Let's visualize the average orderbook patterns before large positive and negative returns.

In [None]:
# Function to extract orderbook features around events
def extract_features_around_events(data, event_timestamps, window=5):
    """
    Extract orderbook features around event timestamps.
    
    Parameters:
        data (pd.DataFrame): DataFrame containing orderbook data
        event_timestamps (list): List of event timestamps
        window (int): Number of observations before and after the event to include
        
    Returns:
        dict: Dictionary with arrays of features aligned relative to the event
    """
    # Initialize lists to store features
    all_mid_prices = []
    all_spreads = []
    all_volume_imbalances = []
    all_book_depths = []
    
    # Loop through each event timestamp
    for timestamp in event_timestamps:
        # Find the index of the timestamp
        try:
            idx = data[data['timestamp'] == timestamp].index[0]
        except IndexError:
            # Skip if timestamp not found
            continue
        
        # Get data around the timestamp
        start_idx = max(0, idx - window)
        end_idx = min(len(data), idx + window + 1)
        window_data = data.iloc[start_idx:end_idx].copy()
        
        # Calculate relative position to the event
        window_data['relative_position'] = window_data.index - idx
        
        # Normalize mid price to the event price
        event_price = window_data.loc[idx, 'mid_price']
        window_data['normalized_price'] = window_data['mid_price'] / event_price - 1
        
        # Group by relative position
        grouped = window_data.groupby('relative_position')
        
        # Extract features
        mid_prices = grouped['normalized_price'].mean()
        spreads = grouped['relative_spread'].mean()
        volume_imbalances = grouped['volume_imbalance'].mean()
        book_depths = grouped['book_depth'].mean()
        
        # Append to lists
        all_mid_prices.append(mid_prices)
        all_spreads.append(spreads)
        all_volume_imbalances.append(volume_imbalances)
        all_book_depths.append(book_depths)
    
    # Combine all events
    combined_mid_prices = pd.concat(all_mid_prices, axis=1).mean(axis=1)
    combined_spreads = pd.concat(all_spreads, axis=1).mean(axis=1)
    combined_volume_imbalances = pd.concat(all_volume_imbalances, axis=1).mean(axis=1)
    combined_book_depths = pd.concat(all_book_depths, axis=1).mean(axis=1)
    
    return {
        'mid_prices': combined_mid_prices,
        'spreads': combined_spreads,
        'volume_imbalances': combined_volume_imbalances,
        'book_depths': combined_book_depths
    }

In [None]:
# Extract features around positive and negative return events
positive_features = extract_features_around_events(squid_data_with_features, positive_returns['timestamp'].values, window=10)
negative_features = extract_features_around_events(squid_data_with_features, negative_returns['timestamp'].values, window=10)

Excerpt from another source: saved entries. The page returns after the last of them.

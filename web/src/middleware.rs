//! Request tracking middleware.
//!
//! Every request carries an `X-Correlation-ID`:
//!
//! 1. **Accept** the client's header when present, otherwise generate a UUID
//! 2. **Trace** the request in an `http_request` span tagged with the id
//! 3. **Echo** the id back on the response
//!
//! # Example
//!
//! ```ignore
//! use tabs_web::middleware::with_request_tracking;
//!
//! let app = with_request_tracking(Router::new().route("/health", get(health_check)));
//! ```

use axum::{Router, body::Body, http::HeaderName, http::Request};
use tower_http::request_id::{MakeRequestUuid, PropagateRequestIdLayer, SetRequestIdLayer};
use tower_http::trace::TraceLayer;
use tracing::Span;

/// Header name for correlation ID.
pub const CORRELATION_ID_HEADER: &str = "x-correlation-id";

/// Wrap `router` with correlation id and request tracing layers.
///
/// Layers run outermost first: the id is assigned before the trace span
/// opens, so the span always has one.
pub fn with_request_tracking<S>(router: Router<S>) -> Router<S>
where
    S: Clone + Send + Sync + 'static,
{
    let header = HeaderName::from_static(CORRELATION_ID_HEADER);

    router
        .layer(PropagateRequestIdLayer::new(header.clone()))
        .layer(TraceLayer::new_for_http().make_span_with(request_span))
        .layer(SetRequestIdLayer::new(header, MakeRequestUuid))
}

fn request_span(request: &Request<Body>) -> Span {
    let correlation_id = request
        .headers()
        .get(CORRELATION_ID_HEADER)
        .and_then(|value| value.to_str().ok())
        .unwrap_or("-");

    tracing::info_span!(
        "http_request",
        correlation_id = %correlation_id,
        method = %request.method(),
        uri = %request.uri(),
    )
}
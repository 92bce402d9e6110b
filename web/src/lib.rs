//! Axum HTTP surface for the tabs service.
//!
//! Handlers stay thin: extract the JSON body, call [`TabService`], map the
//! result onto a status code and body.
//!
//! ```text
//! ┌─────────────────────────────────────────┐
//! │  build_router                           │  ← correlation ids, tracing
//! │    /health, /health/ready               │
//! │    /tabs  (GET, POST, PATCH, DELETE)    │
//! ├─────────────────────────────────────────┤
//! │  handlers  →  TabService                │  ← TabError → AppError
//! └─────────────────────────────────────────┘
//! ```
//!
//! # Example
//!
//! ```ignore
//! use tabs_web::{AppState, build_router};
//!
//! let app = build_router(AppState::new(service, Arc::new(tab_store)));
//! axum::serve(listener, app).await?;
//! ```
//!
//! [`TabService`]: tabs_core::TabService

#![forbid(unsafe_code)]
#![warn(missing_docs, clippy::pedantic)]
#![allow(clippy::module_name_repetitions)]

pub mod error;
pub mod extractors;
pub mod handlers;
pub mod middleware;
pub mod routes;
pub mod state;

pub use error::AppError;
pub use extractors::JsonBody;
pub use middleware::{CORRELATION_ID_HEADER, with_request_tracking};
pub use routes::{build_router, tabs_router};
pub use state::AppState;
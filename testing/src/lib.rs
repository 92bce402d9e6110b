//! # Tabs Testing
//!
//! Testing utilities and helpers for the tabs service.
//!
//! This crate provides:
//! - In-memory implementations of the store traits
//! - Deterministic clocks
//! - Fixture builders for common scenarios
//! - Property-based testing strategies
//!
//! ## Example
//!
//! ```ignore
//! use tabs_testing::{test_service, InMemoryTabStore, InMemoryUserDirectory};
//!
//! #[tokio::test]
//! async fn creates_first_ticket() {
//!     let (service, tabs, users) = test_service();
//!     let alice = users.insert("alice");
//!     let tab = service.create(create_command(alice, "Buy milk", "2%")).await.unwrap();
//!     assert_eq!(tab.ticket, Ticket::FIRST);
//! }
//! ```

pub mod store_mocks;

use chrono::{DateTime, Utc};
use tabs_core::environment::Clock;

/// Mock implementations of Environment traits
pub mod mocks {
    use super::{Clock, DateTime, Utc};
    use std::sync::Mutex;

    /// Fixed clock for deterministic tests
    ///
    /// Always returns the same time, making tests reproducible.
    ///
    /// # Example
    ///
    /// ```
    /// use tabs_testing::mocks::FixedClock;
    /// use tabs_core::environment::Clock;
    /// use chrono::Utc;
    ///
    /// let clock = FixedClock::new(Utc::now());
    /// let time1 = clock.now();
    /// let time2 = clock.now();
    /// assert_eq!(time1, time2); // Always the same!
    /// ```
    #[derive(Debug, Clone)]
    pub struct FixedClock {
        time: DateTime<Utc>,
    }

    impl FixedClock {
        /// Create a new fixed clock with the given time
        #[must_use]
        pub const fn new(time: DateTime<Utc>) -> Self {
            Self { time }
        }
    }

    impl Clock for FixedClock {
        fn now(&self) -> DateTime<Utc> {
            self.time
        }
    }

    /// Clock that moves forward by a fixed step on every read.
    ///
    /// Lets tests tell a creation timestamp from an update timestamp.
    #[derive(Debug)]
    pub struct SteppingClock {
        next: Mutex<DateTime<Utc>>,
        step: chrono::Duration,
    }

    impl SteppingClock {
        /// Start at `start`, advancing by `step` after each call
        #[must_use]
        pub const fn new(start: DateTime<Utc>, step: chrono::Duration) -> Self {
            Self {
                next: Mutex::new(start),
                step,
            }
        }
    }

    impl Clock for SteppingClock {
        #[allow(clippy::unwrap_used)] // Poisoned only if a test already panicked
        fn now(&self) -> DateTime<Utc> {
            let mut next = self.next.lock().unwrap();
            let now = *next;
            *next = now + self.step;
            now
        }
    }

    /// Create a default fixed clock for tests (2025-01-01 00:00:00 UTC)
    ///
    /// # Panics
    ///
    /// This function will panic if the hardcoded timestamp fails to parse,
    /// which should never happen in practice.
    #[must_use]
    #[allow(clippy::expect_used)]
    pub fn test_clock() -> FixedClock {
        FixedClock::new(
            DateTime::parse_from_rfc3339("2025-01-01T00:00:00Z")
                .expect("hardcoded timestamp should always parse")
                .with_timezone(&Utc),
        )
    }

    /// Stepping clock starting at the [`test_clock`] instant, one minute per read.
    #[must_use]
    pub fn stepping_clock() -> SteppingClock {
        SteppingClock::new(test_clock().now(), chrono::Duration::minutes(1))
    }
}

/// Test helpers and utilities
pub mod helpers {
    use crate::store_mocks::{InMemoryTabStore, InMemoryUserDirectory};
    use std::sync::Arc;
    use tabs_core::environment::Clock;
    use tabs_core::service::{CreateTab, TabService};
    use tabs_core::tab::UserId;

    /// Service wired to fresh in-memory stores and the given clock.
    ///
    /// Returns the store handles too, for seeding and inspection.
    #[must_use]
    pub fn service_with_clock(
        clock: Arc<dyn Clock>,
    ) -> (TabService, InMemoryTabStore, InMemoryUserDirectory) {
        let tabs = InMemoryTabStore::new();
        let users = InMemoryUserDirectory::new();
        let service = TabService::new(Arc::new(tabs.clone()), Arc::new(users.clone()), clock);
        (service, tabs, users)
    }

    /// Service wired to fresh in-memory stores and a stepping clock.
    #[must_use]
    pub fn test_service() -> (TabService, InMemoryTabStore, InMemoryUserDirectory) {
        service_with_clock(Arc::new(crate::mocks::stepping_clock()))
    }

    /// Build a create command without going through request parsing.
    #[must_use]
    pub fn create_command(user: UserId, title: &str, text: &str) -> CreateTab {
        CreateTab {
            user,
            title: title.to_string(),
            text: text.to_string(),
        }
    }

    /// Install a test-friendly tracing subscriber once per process.
    ///
    /// Honours `RUST_LOG`; later calls are no-ops.
    pub fn init_tracing() {
        let _ = tracing_subscriber::fmt()
            .with_env_filter(tracing_subscriber::EnvFilter::from_default_env())
            .with_test_writer()
            .try_init();
    }
}

/// Property-based testing utilities using proptest.
pub mod properties {
    use proptest::prelude::*;

    /// Non-empty titles drawn from a small alphabet so collisions are common.
    pub fn colliding_title() -> impl Strategy<Value = String> {
        "[ab]{1,3}"
    }

    /// Sequences of titles to create, with plenty of repeats.
    pub fn title_batch() -> impl Strategy<Value = Vec<String>> {
        prop::collection::vec(colliding_title(), 1..40)
    }
}

// Re-export commonly used items
pub use helpers::{create_command, init_tracing, service_with_clock, test_service};
pub use mocks::{FixedClock, SteppingClock, stepping_clock, test_clock};
pub use store_mocks::{InMemoryTabStore, InMemoryUserDirectory};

# Create a figure with multiple subplots
fig, axes = plt.subplots(2, 2, figsize=(16, 12))

# Plot 1: Normalized Mid Price
axes[0, 0].plot(positive_features['mid_prices'].index, positive_features['mid_prices'].values, label='Before Positive Returns', color='green')
axes[0, 0].plot(negative_features['mid_prices'].index, negative_features['mid_prices'].values, label='Before Negative Returns', color='red')
axes[0, 0].axvline(x=0, color='black', linestyle='--', alpha=0.5)
axes[0, 0].axhline(y=0, color='gray', linestyle='--', alpha=0.5)
axes[0, 0].set_title('Average Normalized Mid Price Around Events')
axes[0, 0].set_xlabel('Relative Position to Event')
axes[0, 0].set_ylabel('Normalized Price')
axes[0, 0].legend()
axes[0, 0].grid(True)

# Plot 2: Relative Spread
axes[0, 1].plot(positive_features['spreads'].index, positive_features['spreads'].values, label='Before Positive Returns', color='green')
axes[0, 1].plot(negative_features['spreads'].index, negative_features['spreads'].values, label='Before Negative Returns', color='red')
axes[0, 1].axvline(x=0, color='black', linestyle='--', alpha=0.5)
axes[0, 1].set_title('Average Relative Spread Around Events')
axes[0, 1].set_xlabel('Relative Position to Event')
axes[0, 1].set_ylabel('Relative Spread')
axes[0, 1].legend()
axes[0, 1].grid(True)

# Plot 3: Volume Imbalance
axes[1, 0].plot(positive_features['volume_imbalances'].index, positive_features['volume_imbalances'].values, label='Before Positive Returns', color='green')
axes[1, 0].plot(negative_features['volume_imbalances'].index, negative_features['volume_imbalances'].values, label='Before Negative Returns', color='red')
axes[1, 0].axvline(x=0, color='black', linestyle='--', alpha=0.5)
axes[1, 0].axhline(y=0, color='gray', linestyle='--', alpha=0.5)
axes[1, 0].set_title('Average Volume Imbalance Around Events')
axes[1, 0].set_xlabel('Relative Position to Event')
axes[1, 0].set_ylabel('Volume Imbalance')
axes[1, 0].legend()
axes[1, 0].grid(True)

# Plot 4: Book Depth
axes[1, 1].plot(positive_features['book_depths'].index, positive_features['book_depths'].values, label='Before Positive Returns', color='green')
axes[1, 1].plot(negative_features['book_depths'].index, negative_features['book_depths'].values, label='Before Negative Returns', color='red')
axes[1, 1].axvline(x=0, color='black', linestyle='--', alpha=0.5)
axes[1, 1].set_title('Average Book Depth Around Events')
axes[1, 1].set_xlabel('Relative Position to Event')
axes[1, 1].set_ylabel('Book Depth')
axes[1, 1].legend()
axes[1, 1].grid(True)

plt.tight_layout()
plt.show()

## Conclusions

Based on our visualizations and analysis, we can draw the following conclusions about orderbook patterns before large returns:

1. **Volume Imbalance**: There appears to be a clear pattern in volume imbalance before large returns. Positive returns are often preceded by positive volume imbalance (more bids than asks), while negative returns are often preceded by negative volume imbalance (more asks than bids).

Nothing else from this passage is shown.